One of the central debates characterizing discussions of globalization has been the future and fate of the nation-state. Some proponents of globalization have predicted the increasing irrelevance of state boundaries, particularly in light of the unprecedented crossborder flows of goods, ideas and persons in a globalizing world (Albrow, 1996; Appadurai, 1996). Others have underscored the declining powers of the nation state owing to the transnationalization of production and trade, as well as the increasing role of international financial and legal regimes (Ohmae 1990, 1995; Strange, 1996). As a result, in a growing literature, globalization has often been framed in terms of state attenuation.(1)
Although such perspectives have generated provocative discussions about globalization, they also reflect a tendency to bypass the state in their analyses and in some cases, to treat the nation-state as an already moribund entity. Another literature on globalization, however, eschews such an assumption and in stead explores states as transitioning actors vis-a-vis a globalizing world--as transforming rather than declining institutions in the context of transnational processes (Castells, 1996; Giddens, 1990, Held, 1991; Mann, 1996; Rosenau, 1997; Scholte, 1993; Tilly, 1992; Verdery, 1996). This second position handily avoids forcing a choice between a strong and weak state (Sassen, 2000), but perhaps more importantly, reintroduces states into contemporary discussions about power and its exercise in a global context.(2)
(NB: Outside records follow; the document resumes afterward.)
//! SQL dialect providers.
//!
//! A `Dialect` encapsulates one backend's syntax differences: operator
//! spelling, bind-placeholder markers, the row-count aggregate, and how (or
//! whether) pagination can be expressed as trailing clauses. Providers are
//! stateless: every method is a pure function of already-rendered operand
//! nodes, returning the ordered token sequence the caller wraps into a
//! composite expression. Dispatch is always through `&dyn Dialect` — the
//! compiler never knows which backend it is targeting.

pub mod oracle;
pub mod postgres;

pub use oracle::Oracle11g;
pub use postgres::Postgres;

use crate::ast::expr::ExprNode;
use crate::error::CompileError;
use crate::value::Value;

/// A whole-query pagination rewrite produced by a dialect.
#[derive(Debug, Clone, PartialEq)]
pub struct WrappedQuery {
    /// Replacement for the entire statement text.
    pub text: String,
    /// Bound values for the placeholders the wrap introduced, in index order.
    pub values: Vec<Value>,
}

/// Strategy object for one backend's SQL syntax.
///
/// Boolean combinators and plain comparisons are spelled identically across
/// the supported backends, so they are default methods; everything a backend
/// actually disagrees on is required.
pub trait Dialect: Send + Sync {
    /// Human-readable backend name.
    fn name(&self) -> &str;

    fn and(&self, items: Vec<ExprNode>) -> Vec<ExprNode> {
        infix(items, "and")
    }

    fn or(&self, items: Vec<ExprNode>) -> Vec<ExprNode> {
        infix(items, "or")
    }

    fn not(&self, item: ExprNode) -> Vec<ExprNode> {
        vec![ExprNode::text("not"), item]
    }

    fn equal(&self, lhs: ExprNode, rhs: ExprNode) -> Vec<ExprNode> {
        vec![lhs, ExprNode::text("="), rhs]
    }

    fn not_equal(&self, lhs: ExprNode, rhs: ExprNode) -> Vec<ExprNode> {
        vec![lhs, ExprNode::text("<>"), rhs]
    }

    fn greater_than(&self, lhs: ExprNode, rhs: ExprNode) -> Vec<ExprNode> {
        vec![lhs, ExprNode::text(">"), rhs]
    }

    fn greater_than_or_equal(&self, lhs: ExprNode, rhs: ExprNode) -> Vec<ExprNode> {
        vec![lhs, ExprNode::text(">="), rhs]
    }

    fn less_than(&self, lhs: ExprNode, rhs: ExprNode) -> Vec<ExprNode> {
        vec![lhs, ExprNode::text("<"), rhs]
    }

    fn less_than_or_equal(&self, lhs: ExprNode, rhs: ExprNode) -> Vec<ExprNode> {
        vec![lhs, ExprNode::text("<="), rhs]
    }

    /// Case-insensitive substring match.
    fn contains(&self, column: ExprNode, needle: ExprNode) -> Vec<ExprNode>;

    /// Negated case-insensitive substring match.
    fn not_contains(&self, column: ExprNode, needle: ExprNode) -> Vec<ExprNode>;

    /// Case-insensitive prefix match.
    fn starts_with(&self, column: ExprNode, needle: ExprNode) -> Vec<ExprNode>;

    /// Case-insensitive suffix match.
    fn ends_with(&self, column: ExprNode, needle: ExprNode) -> Vec<ExprNode>;

    /// Set membership against an array-valued operand.
    fn in_list(&self, column: ExprNode, values: ExprNode) -> Vec<ExprNode>;

    /// Whether an array value can travel as a single bind parameter. When
    /// false, membership parameters are inlined as literal tuples and
    /// excluded from the positional bind list.
    fn binds_array_params(&self) -> bool;

    /// Row-count aggregate over the filtered set.
    fn count(&self) -> Vec<ExprNode>;

    /// Bind-placeholder marker for a 1-based index.
    fn placeholder(&self, index: usize) -> String;

    /// Render a value as literal SQL text, for parameters excluded from the
    /// bind list. Strings get doubled internal quotes, numbers render bare,
    /// dates render as typed literals, arrays recurse into tuples.
    fn inline_literal(&self, value: &Value) -> Result<String, CompileError> {
        sql_literal(value)
    }

    /// Trailing pagination clause tokens, appended after the composed query.
    /// Dialects without a clause form return nothing and rely on
    /// [`Dialect::wrap_pagination`].
    fn limit_offset(&self, offset: Option<u64>, limit: Option<u64>) -> Vec<String>;

    /// Rewrite the entire composed query to emulate pagination, introducing
    /// placeholders numbered from `next_index` upward. Returns `None` when
    /// the dialect paginates with trailing clauses instead.
    fn wrap_pagination(
        &self,
        sql: &str,
        offset: Option<u64>,
        limit: Option<u64>,
        next_index: usize,
    ) -> Option<WrappedQuery>;
}

/// Interleave a connective between operand nodes.
fn infix(items: Vec<ExprNode>, connective: &str) -> Vec<ExprNode> {
    let mut tokens = Vec::with_capacity(items.len() * 2);
    for (i, item) in items.into_iter().enumerate() {
        if i > 0 {
            tokens.push(ExprNode::text(connective));
        }
        tokens.push(item);
    }
    tokens
}

/// Shared inline-literal renderer.
///
/// Accepts exactly {string, number, date, nested array}; anything else is a
/// caller contract violation.
pub(crate) fn sql_literal(value: &Value) -> Result<String, CompileError> {
    match value {
        Value::Str(s) => Ok(format!("'{}'", s.replace('\'', "''"))),
        Value::Int(n) => Ok(n.to_string()),
        Value::Float(n) => Ok(n.to_string()),
        Value::Date(d) => Ok(format!("DATE '{}'", d.format("%Y-%m-%d"))),
        Value::Timestamp(ts) => Ok(format!("TIMESTAMP '{}'", ts.format("%Y-%m-%d %H:%M:%S"))),
        Value::List(items) => {
            let rendered: Vec<String> = items.iter().map(sql_literal).collect::<Result<_, _>>()?;
            Ok(format!("({})", rendered.join(", ")))
        }
        Value::Bool(_) => Err(CompileError::UnsupportedLiteral("boolean")),
        Value::Null => Err(CompileError::UnsupportedLiteral("null")),
    }
}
The notion of a transforming rather than declining state is a relevant one for scholars of contemporary social movements--a field in which the nation-state is also frequently treated as passe. Part of this treatment is perhaps owing to a recent theoretical dis-privleging of the state as a focus for study of collective action--something that has developed largely vis-a-vis the popularity of new social movements (NSM) scholarship and its decided turn away from class as foundational to social movement formation (Magnusson, 1992, 1997). This dis-privleging has reflected a broader shift to a more postmodern understanding of power as decentralized, or web-like, and hence incapable of being localized in an institution such as the nation-state (Foucault, 1980; Rose and Miller, 1992). For social movement scholars adopting a post-Marxist political framework, then, the reduced role of the state has been linked to a critique of first, models which posit "class" as a privileged site for an understanding how social power works (Alvarez et. al., 1998; Laclau and Mouffe, 1985; Warren, 1998), and second, models which have assumed states as fixed referents of power.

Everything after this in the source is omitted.